7. significance as original piece and concept - issues it addresses such as high technology, systems approach, aesthetic philosophy

F. AESTHETICS, PHILSOPHICAL - formal criticism, aesthetic philosophy

G. COMPETITIVE

8. "quality" and significance relative to the other works in the show

H. EXTRANEOUS CONSIDERATIONS

 a. size of total exhibition space

 b. reputation of juror

 c. reputation of artist if known

 d. audience taste and values

 e. creation of compatible and coherent show, theme, etc.

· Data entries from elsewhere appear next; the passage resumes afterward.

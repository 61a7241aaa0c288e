//! Encode one file: print its details, run the session and draw progress

use std::io::Write;
use std::path::Path;
use std::process::ExitCode;
use std::time::Duration;

use crate::cli::{is_same_file, Args};
use crate::config::EncoderConfig;
use crate::console::{hide_cursor, show_progress, write_error, ColorMode};
use crate::duration::DurationPrinter;
use crate::error::{EncodeError, Result};
use crate::profile::aac_quality_bitrate;
use crate::session::TranscodeSession;
use crate::source::MediaSource;

/// Terminal and timing options for [`encode_file`].
#[derive(Debug, Clone, Copy)]
pub struct EncodeOptions {
    pub color: ColorMode,
    pub poll_interval: Duration,
}

impl Default for EncodeOptions {
    fn default() -> Self {
        let config = EncoderConfig::default();
        Self {
            color: config.color,
            poll_interval: config.poll_interval(),
        }
    }
}

/// Ends the progress line when dropped, whether or not encoding succeeded.
struct ProgressLine;

impl Drop for ProgressLine {
    fn drop(&mut self) {
        let mut stdout = std::io::stdout();
        let _ = writeln!(stdout);
        let _ = stdout.flush();
    }
}

/// Transcode `input` into `output` at the given quality level.
pub fn encode_file(input: &Path, output: &Path, quality: i32, options: &EncodeOptions) -> Result<()> {
    let source = MediaSource::open(input)?;
    let attributes = source.attributes();
    println!("Input: {}", input.display());
    println!("Output: {}", output.display());
    println!(
        "Duration: {}; bit depth: {}; sample rate: {}; channels: {}; bitrate: {}kbps",
        DurationPrinter::new(attributes.duration),
        attributes.bits_per_sample,
        attributes.samples_per_second,
        attributes.channels,
        aac_quality_bitrate(quality) / 1000
    );

    let mut session = TranscodeSession::new(source, output, quality)?;
    session.start()?;

    let _cursor = hide_cursor();
    let _line = ProgressLine;
    show_progress(0.0, options.color)?;

    let mut prev_progress = 0.0;
    while !session.wait(options.poll_interval)? {
        let progress = session.progress();
        if progress > prev_progress {
            show_progress(progress, options.color)?;
            prev_progress = progress;
        }
    }

    show_progress(1.0, options.color)?;
    tracing::debug!(output = %output.display(), "encode finished");
    Ok(())
}

/// Run the command line: returns the process exit code.
pub fn run(args: &Args, config: &EncoderConfig) -> ExitCode {
    let color = args.color(config);
    match try_run(args, config, color) {
        Ok(()) => ExitCode::SUCCESS,
        Err(e) => {
            let message = if args.verbose { e.detailed() } else { e.to_string() };
            write_error(&message, color);
            ExitCode::FAILURE
        }
    }
}

pub(crate) fn try_run(args: &Args, config: &EncoderConfig, color: ColorMode) -> Result<()> {
    crate::ffmpeg::init()?;
    crate::ffmpeg::install_log_filter(args.verbose);

    let output = args.output_path();
    if is_same_file(&args.input, &output) {
        return Err(EncodeError::OutputIsInput(output));
    }
    if !args.force && output.exists() {
        return Err(EncodeError::OutputExists(output));
    }

    let options = EncodeOptions {
        color,
        poll_interval: config.poll_interval(),
    };
    encode_file(&args.input, &output, args.quality(config), &options)
}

 f. political relationship of show

 g. reputation of gallery, type of preferences in past

 h. personality of juror, education of juror

 i. quantity of works exhibited

 j. size relationships of other submitted pieces; overall show installation/lay out

 k. amount of commitment/work/cost-piece and work installation by the artist

 l. political nature of piece, sexual or religious overtones, etc.

 m. lighting

 n. originality

 o. age and sex of juror

 p. marketability of the work

 q. time element of the work

 r. potential further development of the work

 s. local regionalism versus universal appeal

 

 

 

ADVICE TO ENTRANTS INTO JURY SHOWS -  There are many reasons why artworks are rejected, accepted, given awards, or pass over for recognition. Don't take things so personal.  Don't take juried shows so seriously.  Your work indeed may been worthy to be included in a show.  Maybe it is the "Best in Show."  Be assured there are many other artists participating in the show who secretly don't agree with the choice.  But remember, "beauty is in the eyes of the beholder."  In the jurying process, an individual is designated as expert.  He or she may not like dolphins, or just your frame selection.